Single by Frankie Avalon
- B-side: "Swingin' on a Rainbow"
- Released: November 9, 1959
- Genre: Pop
- Length: 2:30
- Label: Chancellor 1045
- Songwriters: Peter De Angelis, Bob Marcucci

Frankie Avalon singles chronology
| "Just Ask Your Heart" / "Two Fools" (1959) | "Why" (1959) | "Don't Throw Away All Those Teardrops" (1960) |

= Why (Frankie Avalon song) =

1959 single by Frankie Avalon

"Why" is a hit song recorded by Frankie Avalon in 1959. It reached No. 1 on the U.S. Billboard Hot 100 chart published on the week of December 28, 1959. It was Avalon's second and final No. 1 hit.

The song was covered by Donny Osmond, and this version reached No. 3 on the UK Singles chart.

==Background==
"Why" was written and produced by Avalon's manager and record producer Robert "Bob" Marcucci and Peter De Angelis. The melody is based on an Italian song. The Avalon version features an uncredited female singer (alleged to be Fran Lori), heard in the repeat of the first four lines of the first part of the song, with Avalon replying, "Yes, I love you". He concludes the last quarter of the song with a coda, by himself.

The song topped the U.S. Billboard Hot 100 chart for the week ending January 2, 1960, published on the week of December 28, 1959. making it the last No. 1 single of the 1950s, and the first No. 1 single of the 1960s at the same time. It also became the first No. 1 single of the 1960s on the Cashbox magazine charts.

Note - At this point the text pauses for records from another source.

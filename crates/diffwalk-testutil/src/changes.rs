//! Change-stream fixtures.
//!
//! One change per line, `<KIND> <path> <type>`:
//!
//! ```text
//! ADD bar dir
//! ADD bar/foo file
//! ADD foo2 file
//! ```
//!
//! Only `ADD` is understood. Parents must be added before their children.

use std::fs;
use std::path::Path;

use diffwalk::EntryKind;
use tempfile::TempDir;
use thiserror::Error;

/// Errors building a fixture.
#[derive(Debug, Error)]
pub enum FixtureError {
    #[error("line {line}: {message}")]
    Parse { line: usize, message: String },
    #[error("io error creating {path}: {source}")]
    Io {
        path: String,
        #[source]
        source: std::io::Error,
    },
}

/// The kind of change on a line.
#[derive(Debug, Clone, Copy, PartialEq, Eq)]
pub enum ChangeKind {
    Add,
}

/// One parsed change.
#[derive(Debug, Clone, PartialEq, Eq)]
pub struct Change {
    pub kind: ChangeKind,
    /// Slash-separated path relative to the fixture root.
    pub path: String,
    pub entry: EntryKind,
}

/// Parse a change stream. Blank lines and `#` comments are skipped.
pub fn parse_changes<S: AsRef<str>>(lines: &[S]) -> Result<Vec<Change>, FixtureError> {
    let mut changes = Vec::new();

    for (idx, raw) in lines.iter().enumerate() {
        let line = raw.as_ref().trim();
        if line.is_empty() || line.starts_with('#') {
            continue;
        }

        let parse_err = |message: String| FixtureError::Parse {
            line: idx + 1,
            message,
        };

        let fields: Vec<&str> = line.split_whitespace().collect();
        let [kind, path, entry] = fields.as_slice() else {
            return Err(parse_err(format!("expected `<KIND> <path> <type>`, got {line:?}")));
        };

        let kind = match *kind {
            "ADD" => ChangeKind::Add,
            other => return Err(parse_err(format!("unknown change kind {other:?}"))),
        };
        let entry = match *entry {
            "file" => EntryKind::File,
            "dir" => EntryKind::Directory,
            other => return Err(parse_err(format!("unknown entry type {other:?}"))),
        };

        changes.push(Change {
            kind,
            path: path.trim_matches('/').to_string(),
            entry,
        });
    }

    Ok(changes)
}

/// Create a temp directory holding the fixture. Removed when the returned
/// `TempDir` drops.
pub fn tmp_dir(changes: &[Change]) -> Result<TempDir, FixtureError> {
    let dir = tempfile::Builder::new()
        .prefix("diffwalk")
        .tempdir()
        .map_err(|source| FixtureError::Io {
            path: "<tempdir>".to_string(),
            source,
        })?;
    apply(dir.path(), changes)?;
    Ok(dir)
}

/// Apply changes under an existing directory.
pub fn apply(root: &Path, changes: &[Change]) -> Result<(), FixtureError> {
    for change in changes {
        let target = root.join(&change.path);
        let result = match (change.kind, change.entry) {
            (ChangeKind::Add, EntryKind::Directory) => fs::create_dir(&target),
            (ChangeKind::Add, EntryKind::File) => fs::File::create(&target).map(drop),
        };
        result.map_err(|source| FixtureError::Io {
            path: change.path.clone(),
            source,
        })?;
    }
    Ok(())
}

Avalon could not take full advantage of the song's success because he was filming on location in Texas. His concentration on his acting career detracted from his recording career, and "Why" became Avalon's seventh and final top 10 hit.

==Charts==

| Chart (1959–1960) | Peak position |
|---|---|
| Belgium (Ultratop 50 Flanders) | 11 |
| Belgium (Ultratop 50 Wallonia) | 18 |
| Netherlands (Single Top 100) | 11 |
| Norway (VG-lista) | 3 |
| UK Singles (Official Charts) | 20 |
| US Billboard Hot 100 | 1 |

==Donny Osmond version==

Donny Osmond recorded "Why" in 1972, and it was released as a single from the album Too Young. It peaked at No. 3 in the United Kingdom. In the U.S., the song reached No. 13 on the Billboard Hot 100 and No. 19 on the Easy Listening chart. Osmond’s version also reached No. 13 in the New Zealand.

===Charts===

| Chart (1972) | Peak position |
|---|---|
| New Zealand (Lever Hit Parade) | 13 |
| UK Singles (Official Charts) | 3 |
| US Billboard Hot 100 | 13 |
| US Adult Contemporary (Billboard) | 19 |

==Other versions==
- The French cover by Dalida in 1960 became very popular as "Bras Dessus Bras Dessous". Instead of being featured on her 1960 album Les enfants du Pirée, it was released only on EP with three more songs that appeared on her following 1961 year album Garde-moi la dernière danse.
- Les Compagnons de la chanson also recorded the French version "Bras dessus, bras dessous", which reached No. 8 on the Belgian chart in 1960, and No. 6 in France, with high sales figure in the country.
- Anthony Newley covered the song shortly after Avalon, and his version went to No. 1 on the UK Singles Chart in February 1960.

==See also==
- List of Hot 100 number-one singles of 1959 (U.S.)
- List of Cash Box Top 100 number-one singles of 1960
- List of number-one singles from the 1960s (UK)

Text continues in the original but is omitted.